Within the data, how many lines hold the word "pause"? Answer with nothing but the number.

• • • • • • •

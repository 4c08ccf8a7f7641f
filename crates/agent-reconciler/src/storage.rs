//! Filesystem helpers shared by rule sync and the host implementations.

use std::io::Write;
use std::path::{Path, PathBuf};

use walkdir::WalkDir;

use crate::error::SyncError;

/// Writes `content` to a sibling temp file and renames it over `path`, so a
/// reader never observes a half-written file.
pub fn write_atomic(path: &Path, content: &[u8]) -> std::io::Result<()> {
    let file_name = path
        .file_name()
        .and_then(|n| n.to_str())
        .unwrap_or("file");
    let tmp_path = path.with_file_name(format!(".{}.tmp", file_name));

    let result = (|| {
        let mut file = std::fs::File::create(&tmp_path)?;
        file.write_all(content)?;
        file.sync_all()?;
        std::fs::rename(&tmp_path, path)
    })();

    if result.is_err() {
        let _ = std::fs::remove_file(&tmp_path);
    }
    result
}

/// Removes `path` recursively. A missing directory is not an error.
pub fn remove_dir(path: &Path) -> Result<(), SyncError> {
    match std::fs::remove_dir_all(path) {
        Ok(()) => Ok(()),
        Err(e) if e.kind() == std::io::ErrorKind::NotFound => Ok(()),
        Err(e) => Err(SyncError::RemoveDirectory {
            path: path.to_path_buf(),
            source: e,
        }),
    }
}

fn ensure_directory(path: &Path) -> Result<(), SyncError> {
    std::fs::create_dir_all(path).map_err(|e| SyncError::CreateDirectory {
        path: path.to_path_buf(),
        source: e,
    })
}

/// Recursively copies `source` into `dest`, creating `dest` if needed.
/// Existing files in `dest` with the same name are overwritten.
pub fn copy_tree(source: &Path, dest: &Path) -> Result<Vec<PathBuf>, SyncError> {
    ensure_directory(dest)?;

    let mut copied = Vec::new();
    for entry in WalkDir::new(source).min_depth(1).follow_links(true) {
        let entry = entry?;
        let Ok(relative) = entry.path().strip_prefix(source) else {
            continue;
        };
        let target = dest.join(relative);

        if entry.file_type().is_dir() {
            ensure_directory(&target)?;
        } else {
            std::fs::copy(entry.path(), &target).map_err(|e| SyncError::CopyFile {
                from: entry.path().to_path_buf(),
                to: target.clone(),
                source: e,
            })?;
            copied.push(target);
        }
    }

    Ok(copied)
}

/// Lists regular files directly under `dir`, sorted by name.
pub fn list_files(dir: &Path) -> std::io::Result<Vec<String>> {
    let mut names = Vec::new();
    for entry in std::fs::read_dir(dir)? {
        let entry = entry?;
        if entry.file_type()?.is_file() {
            if let Some(name) = entry.file_name().to_str() {
                names.push(name.to_string());
            }
        }
    }
    names.sort();
    Ok(names)
}
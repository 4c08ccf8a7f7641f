pub mod schema;
pub mod settings;
pub mod synthesizer;

pub use schema::{parse_persisted, DesiredConfig, Endpoint, TlsConfig};
pub use settings::{load_settings, load_settings_from_str, ApplyStrategy, ReloadSettings, Settings};
pub use synthesizer::{synthesize, SynthesisInput};
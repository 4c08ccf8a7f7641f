//! Shared test utilities for agent-reconciler integration tests.
//!
//! This module provides:
//! - `FakeHost`, an in-memory `AgentHost` that records every call
//! - `TestHarness` with a temporary charm directory and rule templates
//! - Builders for relation snapshots

pub mod builders;
pub mod harness;

pub use builders::*;
pub use harness::{Failure, FakeHost, TestHarness};
//! Safety stop flag and shutdown coordinator.
//!
//! The [`SafetyFlag`] is the only state shared between the foreground
//! ride loop and the background link watchdog. It has exactly one legal
//! transition — false → true — and is never reset; the only consumer
//! action is "stop or don't", so a relaxed-ordering atomic would already
//! be safe, but `SeqCst` keeps the reasoning trivial.
//!
//! ## Shutdown lifecycle
//!
//! 1. The watchdog classifies the link as `Lost`.
//! 2. It calls [`ShutdownCoordinator::shutdown`].
//! 3. The coordinator swaps the flag; if it was already set, nothing
//!    more happens — one power-off per loss episode, ever.
//! 4. The ride loop observes the flag on its next iteration, commands
//!    neutral, and exits.

use std::sync::atomic::{AtomicBool, Ordering};
use std::sync::Arc;

use log::{info, warn};

use crate::app::ports::PowerPort;

// ───────────────────────────────────────────────────────────────
// SafetyFlag
// ───────────────────────────────────────────────────────────────

/// Process-wide write-once-true stop flag. Cloning shares the flag.
#[derive(Debug, Clone, Default)]
pub struct SafetyFlag(Arc<AtomicBool>);

impl SafetyFlag {
    pub fn new() -> Self {
        Self(Arc::new(AtomicBool::new(false)))
    }

    /// Request a stop. Returns `true` if this call performed the
    /// false→true transition, `false` if the flag was already set.
    pub fn request_stop(&self) -> bool {
        !self.0.swap(true, Ordering::SeqCst)
    }

    /// Has a stop been requested?
    pub fn stop_requested(&self) -> bool {
        self.0.load(Ordering::SeqCst)
    }
}

// ───────────────────────────────────────────────────────────────
// Run mode
// ───────────────────────────────────────────────────────────────

/// Whether a confirmed link loss powers the device off.
///
/// `Debug` reports the event without the destructive side effect so the
/// control logic can be exercised on the bench without killing the host.
#[derive(Debug, Clone, Copy, PartialEq, Eq)]
pub enum RunMode {
    Debug,
    Production,
}

// ───────────────────────────────────────────────────────────────
// ShutdownCoordinator
// ───────────────────────────────────────────────────────────────

/// Performs the emergency-stop sequence: flag first (so the ride loop
/// goes to neutral), then — in production only — external power-off.
pub struct ShutdownCoordinator<P: PowerPort> {
    flag: SafetyFlag,
    mode: RunMode,
    power: P,
}

impl<P: PowerPort> ShutdownCoordinator<P> {
    pub fn new(flag: SafetyFlag, mode: RunMode, power: P) -> Self {
        Self { flag, mode, power }
    }

    /// Idempotent emergency shutdown. The first call sets the flag and,
    /// in production mode, issues the power-off command; every later
    /// call is a no-op — no duplicate power-off.
    pub fn shutdown(&mut self) {
        if !self.flag.request_stop() {
            return;
        }
        match self.mode {
            RunMode::Debug => {
                warn!("emergency stop requested (debug mode — skipping power-off)");
            }
            RunMode::Production => {
                warn!("emergency stop requested — powering off");
                self.power.power_off();
            }
        }
        info!("stop flag set");
    }

    /// Handle to the shared flag.
    pub fn flag(&self) -> SafetyFlag {
        self.flag.clone()
    }
}
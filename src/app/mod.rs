//! Application core: port traits, input translation, and the ride loop.

pub mod input;
pub mod ports;
pub mod service;
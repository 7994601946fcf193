//! Port traits — the boundary between domain logic and the outside world.
//!
//! ```text
//!   Adapter ──▶ Port trait ──▶ RideService (domain)
//! ```
//!
//! Driven adapters (GPIO/PWM board, wireless controller, link probe,
//! power-off) implement these traits. The domain consumes them via
//! generics, so the control loop never touches hardware directly and the
//! whole thing runs against mocks on the host.

use crate::app::input::ButtonState;
use crate::error::{ControllerError, ProbeError};

// ───────────────────────────────────────────────────────────────
// Actuator port (domain → GPIO / PWM)
// ───────────────────────────────────────────────────────────────

/// Write/read side of the motor driver board.
///
/// Pulse-width writes are the sole channel by which physical motor speed
/// changes. The methods are infallible by design: a failed GPIO write is
/// logged inside the adapter, never surfaced to the control loop, because
/// there is no recovery action other than "command neutral" — which is
/// itself a pulse-width write.
pub trait ActuatorPort {
    /// Set the PWM frame rate for a channel (Hz).
    fn set_frequency(&mut self, channel: u8, hz: u32);

    /// Write a servo pulse width (µs) to a PWM channel.
    fn set_pulse_width(&mut self, channel: u8, value: u16);

    /// Drive a digital output pin.
    fn set_digital(&mut self, pin: u8, level: bool);

    /// Read a digital input pin.
    fn read_digital(&mut self, pin: u8) -> bool;
}

// ───────────────────────────────────────────────────────────────
// Controller port (domain ↔ wireless handheld)
// ───────────────────────────────────────────────────────────────

/// The paired wireless controller. Pairing/discovery is handled by the
/// adapter's constructor; the domain only ever samples and signals.
pub trait ControllerPort {
    /// Sample the current button state. Sampled once per loop iteration.
    fn read_buttons(&mut self) -> Result<ButtonState, ControllerError>;

    /// Haptic feedback on/off.
    fn set_rumble(&mut self, on: bool);

    /// Set the controller's player-LED bitmask (bit 0 = LED 1).
    fn set_leds(&mut self, mask: u8);
}

// ───────────────────────────────────────────────────────────────
// Link probe port (watchdog → bluetooth layer)
// ───────────────────────────────────────────────────────────────

/// One bounded-timeout link probe. Returns the probe tool's raw output;
/// classification into `Alive`/`Lost` happens in the watchdog so that the
/// decision rules live in testable domain code.
pub trait LinkProbe {
    fn sample(&mut self) -> Result<String, ProbeError>;
}

// ───────────────────────────────────────────────────────────────
// Power port (shutdown coordinator → OS)
// ───────────────────────────────────────────────────────────────

/// Fire-and-forget device power-off. In production this does not return
/// control in any meaningful sense — the OS is going down.
pub trait PowerPort {
    fn power_off(&mut self);
}
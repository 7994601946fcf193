//! Closed-envelope speed control.

pub mod speed;
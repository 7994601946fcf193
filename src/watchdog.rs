//! Link watchdog — background monitor for the wireless control link.
//!
//! Runs off the motor-control path on its own thread, probing the link
//! every [`crate::config::SystemConfig::watchdog_period_ms`]. Each probe is a single
//! bounded-timeout attempt; a stuck probe delays the next classification
//! by at most one timeout period, which is acceptable given the periodic
//! retry. On a `Lost` classification the watchdog escalates through the
//! [`ShutdownCoordinator`], whose idempotence guarantees one escalation
//! per continuous-loss episode.
//!
//! The thread runs for the lifetime of the process and never exits
//! normally; it is deliberately not joined so it cannot block exit.

use std::thread;
use std::time::Duration;

use log::{debug, info, warn};

use crate::app::ports::{LinkProbe, PowerPort};
use crate::error::ProbeError;
use crate::safety::ShutdownCoordinator;

/// Result of a single probe cycle. Not persisted — recomputed each cycle.
#[derive(Debug, Clone, Copy, PartialEq, Eq)]
pub enum LinkStatus {
    Alive,
    Lost,
}

/// Classify one probe outcome.
///
/// "100% loss" in the output means the controller died; empty output
/// means the bluetooth dongle died; a probe error is folded into `Lost`
/// deliberately (an unprobeable link is an unusable link). Anything else
/// non-empty counts as `Alive`.
pub fn classify(outcome: Result<String, ProbeError>) -> LinkStatus {
    match outcome {
        Ok(output) if output.is_empty() => LinkStatus::Lost,
        Ok(output) if output.contains("100% loss") => LinkStatus::Lost,
        Ok(_) => LinkStatus::Alive,
        Err(e) => {
            debug!("probe error treated as link loss: {e}");
            LinkStatus::Lost
        }
    }
}

pub struct LinkWatchdog<L: LinkProbe, P: PowerPort> {
    probe: L,
    coordinator: ShutdownCoordinator<P>,
    period: Duration,
    last_status: Option<LinkStatus>,
}

impl<L, P> LinkWatchdog<L, P>
where
    L: LinkProbe + Send + 'static,
    P: PowerPort + Send + 'static,
{
    pub fn new(probe: L, coordinator: ShutdownCoordinator<P>, period: Duration) -> Self {
        Self {
            probe,
            coordinator,
            period,
            last_status: None,
        }
    }

    /// One probe-classify-escalate cycle. Split out so tests can drive
    /// the watchdog without threads or real probes.
    pub fn check_once(&mut self) -> LinkStatus {
        let status = classify(self.probe.sample());
        if self.last_status != Some(status) {
            match status {
                LinkStatus::Alive => info!("controller link alive"),
                LinkStatus::Lost => warn!("controller link lost"),
            }
            self.last_status = Some(status);
        }
        if status == LinkStatus::Lost {
            self.coordinator.shutdown();
        }
        status
    }

    /// Move the watchdog onto its own thread. The handle is returned for
    /// tests; production callers drop it — the thread must not be joined.
    pub fn spawn(mut self) -> std::io::Result<thread::JoinHandle<()>> {
        let period = self.period;
        thread::Builder::new()
            .name("link-watchdog".into())
            .spawn(move || loop {
                let _ = self.check_once();
                thread::sleep(period);
            })
    }
}
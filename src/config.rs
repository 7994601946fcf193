//! System configuration parameters
//!
//! All tunable parameters for the boardpilot controller. Values can be
//! overridden by pointing the binary at a JSON config file; the defaults
//! match the board the firmware was commissioned on.

use serde::{Deserialize, Serialize};

/// Core system configuration
#[derive(Debug, Clone, Serialize, Deserialize)]
pub struct SystemConfig {
    // --- Speed envelope (inverted pulse-width scale: larger = slower) ---
    /// Fastest commanded pulse width in µs (numeric lower bound).
    pub max_speed: u16,
    /// Slowest commanded pulse width in µs (numeric upper bound).
    pub min_speed: u16,
    /// Pulse width representing zero commanded motion.
    pub neutral: u16,

    // --- Smoothing ---
    /// Maximum pulse-width change per smoothing tick (µs).
    pub step_size: u16,
    /// Sleep between smoothing ticks (ms).
    pub tick_delay_ms: u64,
    /// Settle pause after reaching a target (ms). Mutable at runtime via
    /// the Plus/Minus buttons — this is the rider's acceleration tune.
    pub accel_sleep_ms: u64,
    /// Upper bound on `accel_sleep_ms`.
    pub accel_ceiling_ms: u64,
    /// Increment applied per Plus/Minus press (ms).
    pub accel_step_ms: u64,

    // --- Input timing ---
    /// Blocking delay after a toggle-style button action (B, A, Plus,
    /// Minus) while the button remains held. Debounce-by-delay: the
    /// action re-triggers every loop iteration after this pause.
    pub hold_repeat_delay_ms: u64,
    /// Duration of the rumble alert on a power-button stop (ms).
    pub rumble_alert_ms: u64,

    // --- Link watchdog ---
    /// Watchdog probe period (ms).
    pub watchdog_period_ms: u64,
    /// l2ping timeout per probe attempt (seconds).
    pub probe_timeout_secs: u32,

    // --- Wireless controller ---
    /// Bluetooth address of the paired Wii remote.
    pub controller_addr: String,
    /// evdev node created by the kernel hid-wiimote driver.
    pub controller_device: String,
}

impl Default for SystemConfig {
    fn default() -> Self {
        Self {
            // Speed envelope
            max_speed: 1100,
            min_speed: 1720,
            neutral: 1500,

            // Smoothing
            step_size: 2,
            tick_delay_ms: 5,
            accel_sleep_ms: 15,
            accel_ceiling_ms: 100,
            accel_step_ms: 5,

            // Input timing
            hold_repeat_delay_ms: 500,
            rumble_alert_ms: 2000,

            // Link watchdog
            watchdog_period_ms: 100,
            probe_timeout_secs: 1,

            // Wireless controller
            controller_addr: "B8:AE:6E:31:1B:83".into(),
            controller_device: "/dev/input/event0".into(),
        }
    }
}
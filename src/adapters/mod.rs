//! Concrete adapters behind the port traits.
//!
//! `probe` and `power` wrap plain Linux subprocesses and always build;
//! `hardware` (rppal GPIO/PWM) and `controller` (evdev hid-wiimote node)
//! need the `rpi` feature.

pub mod power;
pub mod probe;

#[cfg(feature = "rpi")]
pub mod controller;
#[cfg(feature = "rpi")]
pub mod hardware;
//! Bluetooth link probe via `l2ping`.
//!
//! One probe = one echo request with a bounded timeout, so a single
//! `sample` call blocks for at most the timeout — acceptable because the
//! watchdog runs off the motor-control path. `l2ping` needs raw-socket
//! capability, hence the `sudo` prefix (the daemon's service user has a
//! matching sudoers entry).

use std::process::Command;

use crate::app::ports::LinkProbe;
use crate::error::ProbeError;

pub struct L2PingProbe {
    address: String,
    timeout_secs: u32,
}

impl L2PingProbe {
    pub fn new(address: &str, timeout_secs: u32) -> Self {
        Self {
            address: address.to_string(),
            timeout_secs,
        }
    }

    /// Argument vector for the probe command (split out for testing).
    fn argv(&self) -> Vec<String> {
        vec![
            "l2ping".into(),
            "-c".into(),
            "1".into(),
            "-t".into(),
            self.timeout_secs.to_string(),
            self.address.clone(),
        ]
    }
}

impl LinkProbe for L2PingProbe {
    fn sample(&mut self) -> Result<String, ProbeError> {
        let output = Command::new("sudo")
            .args(self.argv())
            .output()
            .map_err(|_| ProbeError::SpawnFailed)?;
        // A non-zero exit with loss statistics on stdout is still a valid
        // sample; classification happens in the watchdog.
        String::from_utf8(output.stdout).map_err(|_| ProbeError::OutputUnreadable)
    }
}
/// Hash-chained LZ77 matcher driving the Huffman coder.
#[derive(Debug)]
pub struct MatchEngine {
    pub(crate) huffman: HuffmanCoder,

    window: Box<[u8]>,
    /// Most recent position for each 3-byte hash. 0 means empty.
    head: Box<[u16]>,
    /// Previous position with the same hash, indexed by `chain_slot`.
    prev: Box<[u16]>,
    ins_h: usize,

    match_start: usize,
    match_len: usize,
    prev_available: bool,
    /// Window position where the current block starts. Negative once the
    /// block has partly slid out of the window.
    block_start: isize,
    strstart: usize,
    lookahead: usize,

    params: LevelParams,
    strategy: DeflateStrategy,

    input: Vec<u8>,
    input_off: usize,
    total_in: u64,
}
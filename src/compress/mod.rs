//! Compression algorithms.
//!
//! [`zlib::ZlibEncoder`] frames the output of [`deflate::Deflater`], which
//! drives the [`lz77::MatchEngine`] and its [`huffman::HuffmanCoder`].
//! [`adler32`] and [`crc32`] are the two checksums the surrounding formats
//! need.

pub mod adler32;
pub mod config;
pub mod crc32;
pub mod deflate;
pub mod huffman;
pub mod lz77;
pub mod zlib;

pub use adler32::{adler32, adler32_update, Adler32};
pub use config::{CompressionFunction, DeflateOptions, DeflateStrategy};
pub use crc32::{crc32, crc32_update, Crc32};
pub use deflate::{deflate_raw, Deflater, DeflaterState};
pub use zlib::{compress_zlib, zlib_header, ZlibEncoder};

• • • • • • •

REPLY TO THE EXERCISE >>
2